Среди писателей этой эпохи одним из первых на язык социальных
низов обратил внимание А.И. Куприн. В повести «Яма» (1909, 1915,
1916), действие которой происходит в Киеве конца XIX века, это был язык
проституток, завсегдатаев публичных домов, воров, авантюристов,
«шуточки, рифмы и приговорочки», «высыпающиеся как
из мешка» похабные анекдоты, «полные тонкого,
своеобразного юмора» еврейские анекдоты.

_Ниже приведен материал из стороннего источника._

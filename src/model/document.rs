//! Raw world document shape: districts → locations → rooms → exits.
//!
//! Only `rooms[].id` and `exits[].targetRoomId` are required. Every other
//! field falls back to [`UNKNOWN`] (labels) or empty (text, coordinates), and
//! unrecognised keys are ignored. A `null` list reads as an empty one.

use serde::{Deserialize, Deserializer, Serialize};

use super::{Exit, Room, RoomId, UNKNOWN};

/// One world data file.
#[derive(Debug, Clone, Default, PartialEq, Serialize, Deserialize)]
pub struct WorldDocument {
    #[serde(default, deserialize_with = "null_as_empty")]
    pub districts: Vec<District>,
}

#[derive(Debug, Clone, Default, PartialEq, Serialize, Deserialize)]
pub struct District {
    #[serde(default)]
    pub name: Option<String>,
    #[serde(default, deserialize_with = "null_as_empty")]
    pub locations: Vec<Location>,
}

#[derive(Debug, Clone, Default, PartialEq, Serialize, Deserialize)]
pub struct Location {
    #[serde(default)]
    pub name: Option<String>,
    #[serde(default, deserialize_with = "null_as_empty")]
    pub rooms: Vec<RoomRecord>,
}

#[derive(Debug, Clone, PartialEq, Serialize, Deserialize)]
pub struct RoomRecord {
    pub id: String,
    #[serde(default)]
    pub name: Option<String>,
    #[serde(default, rename = "type")]
    pub room_type: Option<String>,
    #[serde(default)]
    pub coordinates: serde_json::Value,
    #[serde(default)]
    pub description: Option<String>,
    #[serde(default, deserialize_with = "null_as_empty")]
    pub exits: Vec<ExitRecord>,
}

#[derive(Debug, Clone, PartialEq, Serialize, Deserialize)]
pub struct ExitRecord {
    #[serde(default)]
    pub direction: Option<String>,
    #[serde(rename = "targetRoomId")]
    pub target_room_id: String,
    #[serde(default)]
    pub description: Option<String>,
}

impl WorldDocument {
    pub fn from_json_str(text: &str) -> serde_json::Result<Self> {
        serde_json::from_str(text)
    }

    /// Flatten the hierarchy into normalized rooms with their exits, in
    /// document order.
    pub fn into_rooms(self) -> Vec<(Room, Vec<Exit>)> {
        let mut out = Vec::new();
        for district in self.districts {
            let region = label(district.name);
            for location in district.locations {
                let place = label(location.name);
                for record in location.rooms {
                    out.push(record.into_room(&region, &place));
                }
            }
        }
        out
    }

    pub fn room_count(&self) -> usize {
        self.districts
            .iter()
            .flat_map(|d| &d.locations)
            .map(|l| l.rooms.len())
            .sum()
    }
}

impl RoomRecord {
    fn into_room(self, region: &str, location: &str) -> (Room, Vec<Exit>) {
        let exits = self.exits.into_iter().map(ExitRecord::into_exit).collect();
        let room = Room {
            id: RoomId(self.id),
            name: label(self.name),
            room_type: label(self.room_type),
            region: region.to_string(),
            location: location.to_string(),
            coordinates: self.coordinates,
            description: self.description.unwrap_or_default(),
        };
        (room, exits)
    }
}

impl ExitRecord {
    fn into_exit(self) -> Exit {
        Exit {
            direction: label(self.direction),
            target: RoomId(self.target_room_id),
            description: self.description.unwrap_or_default(),
        }
    }
}

fn null_as_empty<'de, D, T>(deserializer: D) -> Result<Vec<T>, D::Error>
where
    D: Deserializer<'de>,
    T: Deserialize<'de>,
{
    Ok(Option::<Vec<T>>::deserialize(deserializer)?.unwrap_or_default())
}

fn label(value: Option<String>) -> String {
    value.unwrap_or_else(|| UNKNOWN.to_string())
}
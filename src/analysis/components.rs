//! Component finder: forward reachability and the island partition.
//!
//! Traversal is breadth-first along outgoing edges only, with one visited set
//! and an explicit queue. Edges to ids outside the catalog are dead ends.
//!
//! Components are forward-reachability classes rooted at seeds taken in
//! catalog order, not strongly connected components: `a → b` with no way
//! back still puts `b` in `a`'s component when `a` is the seed. One-way edges
//! are reported by the symmetry checker instead.

use std::collections::VecDeque;

use hashbrown::HashSet;

use crate::graph::ConnectionGraph;
use crate::model::RoomId;

/// Rooms reachable from `start` (including itself), in visit order.
/// Empty if `start` is not a room.
pub fn reachable_from(graph: &ConnectionGraph, start: &str) -> Vec<RoomId> {
    let Some(seed) = graph.room_key(start) else {
        return Vec::new();
    };
    let mut visited = HashSet::new();
    walk(graph, seed, &mut visited)
}

/// Partition every room of the graph into components.
///
/// Each room lands in exactly one component. A traversal never re-enters a
/// room claimed by an earlier component, so later seeds only pick up what is
/// left. Components are ordered by their seed's catalog position.
pub fn connected_components(graph: &ConnectionGraph) -> Vec<Vec<RoomId>> {
    let mut visited: HashSet<&RoomId> = HashSet::with_capacity(graph.room_count());
    let mut components = Vec::new();

    for seed in graph.rooms() {
        if visited.contains(seed) {
            continue;
        }
        components.push(walk(graph, seed, &mut visited));
    }

    tracing::debug!(components = components.len(), "component partition finished");
    components
}

/// Rooms that cannot be reached from the first room of the catalog.
pub fn isolated_rooms(graph: &ConnectionGraph) -> Vec<RoomId> {
    let Some(first) = graph.rooms().next() else {
        return Vec::new();
    };
    let mut visited = HashSet::new();
    walk(graph, first, &mut visited);
    graph
        .rooms()
        .filter(|id| !visited.contains(id))
        .cloned()
        .collect()
}

fn walk<'g>(graph: &'g ConnectionGraph, seed: &'g RoomId, visited: &mut HashSet<&'g RoomId>) -> Vec<RoomId> {
    let mut order = Vec::new();
    let mut queue = VecDeque::new();

    if visited.insert(seed) {
        queue.push_back(seed);
    }

    while let Some(current) = queue.pop_front() {
        order.push(current.clone());
        for next in graph.neighbors(current.as_str()) {
            if graph.contains(next.as_str()) && visited.insert(next) {
                queue.push_back(next);
            }
        }
    }

    order
}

Он пишет о
жаргоне, «представляющем дикую смесь из еврейского, цыганского и
румынского языков и из воровских и конокрадских
словечек», он приводит более десятка фрагментов
уличных песен, которые поют «на Молдаванке и на Пересыпи воры и
хипесницы <проститутки-воровки, обкрадывающие клиентов> в
трактирах», а также «всем известные армянские куплеты про
Карапета», кавказские «песни разносчиков» . «кинтоури» (Куприн
1958: 43, 77, 88, 113, 147, 222). В мемуарной «Повести о
пустяках» Б. Тимирязева (Ю.П. Анненкова) цитируются политические
куплеты, «трактирные песни — бумажные розы своего времени»,
блатные и фривольные романсы (Анненков 2001: 35-37, 54-55, 79,
166-167, 191, 310-309). Фольклорными сюжетами, речевыми формами,
анекдотами, отрывками из песен полны записные книжки Евг.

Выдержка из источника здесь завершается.